Supplied entries
########
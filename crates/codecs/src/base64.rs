//! RFC-4648 Base64 and the URL-safe variant. Same table scheme as the
//! Base32 family: six precomputed contribution tables, two or three lookups
//! OR-ed together per output byte.

use zeroize::Zeroize;

use crate::converter::{Converter, InvalidEncoding, Padding};
use crate::text;

const PAD: char = '=';

const INVALID: u8 = 0xFF;

const MASK_INVALID: u8 = 0xFF;

/// Spill mask for the final digit, indexed by the digit count mod 4. A
/// remainder of one cannot arise from a whole number of bytes.
const OVERFLOW_MASKS: [u8; 4] = [0, MASK_INVALID, 0b00_1111, 0b00_0011];

/// Output bytes carried by a partial block of `r` characters.
const TAIL_BYTES: [usize; 4] = [0, 0, 1, 2];

/// Characters emitted for a block of `n` bytes, `n` in `1..=3`.
const EMITTED: [usize; 4] = [0, 2, 3, 4];

pub struct Base64 {
    alphabet: &'static [u8; 64],
    padding: Padding,
    decode: [u8; 128],
    contrib: [[u8; 128]; 6],
}

impl Base64 {
    const fn new(alphabet: &'static [u8; 64], padding: Padding) -> Self {
        let mut decode = [INVALID; 128];
        let mut i = 0;
        while i < 64 {
            decode[alphabet[i] as usize] = i as u8;
            i += 1;
        }

        let mut contrib = [[0u8; 128]; 6];
        let mut c = 0;
        while c < 128 {
            let d = decode[c];
            if d != INVALID {
                contrib[0][c] = d << 2; // char 0 -> byte 0
                contrib[1][c] = d >> 4; // char 1 -> byte 0
                contrib[2][c] = d << 4; // char 1 -> byte 1
                contrib[3][c] = d >> 2; // char 2 -> byte 1
                contrib[4][c] = d << 6; // char 2 -> byte 2
                contrib[5][c] = d; // char 3 -> byte 2
            }
            c += 1;
        }

        Base64 {
            alphabet,
            padding,
            decode,
            contrib,
        }
    }

    /// Characters in the canonical (unpadded) encoding of `len` bytes.
    pub const fn encoded_len(len: usize) -> usize {
        len / 3 * 4 + EMITTED[len % 3]
    }

    fn digit(&self, c: char) -> Option<u8> {
        let cp = c as u32;
        if cp >= 128 {
            return None;
        }
        match self.decode[cp as usize] {
            INVALID => None,
            d => Some(d),
        }
    }

    fn strip_padding<'a>(&self, stripped: &'a [char]) -> &'a [char] {
        let mut len = stripped.len();
        while len > 0 && stripped[len - 1] == PAD {
            len -= 1;
        }
        &stripped[..len]
    }
}

impl Converter for Base64 {
    fn encode_chars(&self, data: &[u8]) -> Vec<char> {
        let mut out = Vec::with_capacity(data.len().div_ceil(3) * 4);
        for chunk in data.chunks(3) {
            let mut block = [0u8; 3];
            block[..chunk.len()].copy_from_slice(chunk);
            let digits = [
                block[0] >> 2,
                (block[0] & 0b0000_0011) << 4 | block[1] >> 4,
                (block[1] & 0b0000_1111) << 2 | block[2] >> 6,
                block[2] & 0b0011_1111,
            ];
            for &d in &digits[..EMITTED[chunk.len()]] {
                out.push(self.alphabet[d as usize] as char);
            }
        }
        if self.padding == Padding::Required {
            while out.len() % 4 != 0 {
                out.push(PAD);
            }
        }
        out
    }

    fn decode_chars(&self, text: &[char]) -> Result<Vec<u8>, InvalidEncoding> {
        let stripped = text::strip_whitespace(text);
        let data = self.strip_padding(&stripped);

        let r = data.len() % 4;
        if OVERFLOW_MASKS[r] == MASK_INVALID {
            return Err(InvalidEncoding::BadLength {
                length: data.len(),
                input: text.iter().collect(),
            });
        }

        let mut raw = Vec::with_capacity(data.len());
        for (i, &c) in data.iter().enumerate() {
            if self.digit(c).is_none() {
                return Err(InvalidEncoding::BadCharacter {
                    character: c,
                    position: text::original_position(text, i),
                    input: text.iter().collect(),
                });
            }
            raw.push(c as u8);
        }

        if r != 0 {
            let last = self.decode[raw[raw.len() - 1] as usize];
            if last & OVERFLOW_MASKS[r] != 0 {
                return Err(InvalidEncoding::TrailingBits {
                    tail: data[data.len() - r..].iter().collect(),
                });
            }
        }

        let out_len = raw.len() / 4 * 3 + TAIL_BYTES[r];
        let mut out = Vec::with_capacity(raw.len().div_ceil(4) * 3);
        for chunk in raw.chunks(4) {
            let mut idx = [0usize; 4];
            for (k, &b) in chunk.iter().enumerate() {
                idx[k] = b as usize;
            }
            let t = &self.contrib;
            out.push(t[0][idx[0]] | t[1][idx[1]]);
            out.push(t[2][idx[1]] | t[3][idx[2]]);
            out.push(t[4][idx[2]] | t[5][idx[3]]);
        }
        out.truncate(out_len);
        Ok(out)
    }

    fn clean_chars(&self, text: &[char]) -> Vec<char> {
        let mut out = text::CharBuf::with_capacity(text.len());
        let mut digits: Vec<u8> = Vec::with_capacity(text.len());
        for &c in text {
            if let Some(d) = self.digit(c) {
                out.push(c);
                digits.push(d);
            }
        }

        loop {
            let r = digits.len() % 4;
            let mask = OVERFLOW_MASKS[r];
            let dirty = match digits.last() {
                Some(&last) => mask == MASK_INVALID || last & mask != 0,
                None => false,
            };
            if !dirty {
                break;
            }
            out.push(self.alphabet[0] as char);
            digits.push(0);
        }

        if self.padding == Padding::Required {
            while out.len() % 4 != 0 {
                out.push(PAD);
            }
        }
        digits.zeroize();
        out.into_trimmed()
    }
}

/// RFC-4648 Base64, padded.
pub static BASE64: Base64 = Base64::new(
    b"ABCDEFGHIJKLMNOPQRSTUVWXYZabcdefghijklmnopqrstuvwxyz0123456789+/",
    Padding::Required,
);

/// URL-and-filename-safe alphabet, padding accepted but not produced.
pub static BASE64URL: Base64 = Base64::new(
    b"ABCDEFGHIJKLMNOPQRSTUVWXYZabcdefghijklmnopqrstuvwxyz0123456789-_",
    Padding::Optional,
);

#[cfg(test)]
mod tests {
    use proptest::prelude::*;

    use super::*;

    #[test]
    fn test_rfc4648_vectors() {
        assert_eq!(BASE64.encode(b""), "");
        assert_eq!(BASE64.encode(b"f"), "Zg==");
        assert_eq!(BASE64.encode(b"fo"), "Zm8=");
        assert_eq!(BASE64.encode(b"foo"), "Zm9v");
        assert_eq!(BASE64.encode(b"foob"), "Zm9vYg==");
        assert_eq!(BASE64.encode(b"fooba"), "Zm9vYmE=");
        assert_eq!(BASE64.encode(b"foobar"), "Zm9vYmFy");
    }

    #[test]
    fn test_url_variant() {
        assert_eq!(BASE64URL.encode(&[0x66, 0x6f]), "Zm8");
        assert_eq!(BASE64URL.encode(&[0xfb, 0xff]), "-_8");
        assert_eq!(BASE64URL.decode("Zm8=").unwrap(), b"fo");
        assert_eq!(BASE64URL.decode("Zm8").unwrap(), b"fo");
    }

    #[test]
    fn test_decode() {
        assert_eq!(BASE64.decode("Zm9v").unwrap(), b"foo");
        assert_eq!(BASE64.decode("Zm8=").unwrap(), b"fo");
        assert_eq!(BASE64.decode("Zm8").unwrap(), b"fo");
        assert_eq!(BASE64.decode("Z m\n8 =").unwrap(), b"fo");
        assert_eq!(BASE64.decode("").unwrap(), Vec::<u8>::new());
    }

    #[test]
    fn test_decode_errors() {
        assert_eq!(
            BASE64.decode("Z").unwrap_err(),
            InvalidEncoding::BadLength {
                length: 1,
                input: "Z".into()
            }
        );
        assert_eq!(
            BASE64.decode("Zm-v").unwrap_err(),
            InvalidEncoding::BadCharacter {
                character: '-',
                position: 2,
                input: "Zm-v".into()
            }
        );
        // 'Zm9' is fine but 'Zm9=' leaves spilled bits in '9'.
        assert!(matches!(
            BASE64.decode("Zm9=").unwrap_err(),
            InvalidEncoding::TrailingBits { .. }
        ));
    }

    #[test]
    fn test_clean() {
        assert_eq!(BASE64.clean("Zm8"), "Zm8=");
        assert_eq!(BASE64.clean("Z!m?8"), "Zm8=");
        // A single leftover digit gains a zero digit to become decodable.
        assert_eq!(BASE64.clean("Zm9vZ"), "Zm9vZA==");
        // Spilled bits are absorbed by an appended zero digit.
        assert_eq!(BASE64.clean("Zm9"), "Zm9A");
        assert_eq!(BASE64.decode(&BASE64.clean("Zm9")).unwrap(), vec![0x66, 0x6f, 0x40]);
        assert_eq!(BASE64URL.clean("Zm8="), "Zm8");
    }

    proptest! {
        #![proptest_config(ProptestConfig {
            cases: 256, failure_persistence: None, ..ProptestConfig::default()
        })]

        #[test]
        fn proptest_roundtrips(bytes in any::<Vec<u8>>()) {
            for codec in [&BASE64, &BASE64URL] {
                let encoded = codec.encode(&bytes);
                assert_eq!(Base64::encoded_len(bytes.len()), encoded.trim_end_matches(PAD).len());
                assert_eq!(codec.decode(&encoded).unwrap(), bytes);
            }
        }

        #[test]
        fn proptest_canonical(bytes in any::<Vec<u8>>()) {
            for codec in [&BASE64, &BASE64URL] {
                let encoded = codec.encode(&bytes);
                assert_eq!(codec.clean(&encoded), encoded);
            }
        }

        #[test]
        fn proptest_clean_idempotent_and_decodable(s in any::<String>()) {
            for codec in [&BASE64, &BASE64URL] {
                let once = codec.clean(&s);
                assert_eq!(codec.clean(&once), once);
                codec.decode(&once).unwrap();
            }
        }

        #[test]
        fn proptest_decode_never_panics(s in any::<String>()) {
            for codec in [&BASE64, &BASE64URL] {
                let _ = codec.decode(&s);
            }
        }
    }
}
########
Goal of the exercise
In the material above, how many lines contain the string "BadCharacter"? Respond with that number by itself.

Task solution
2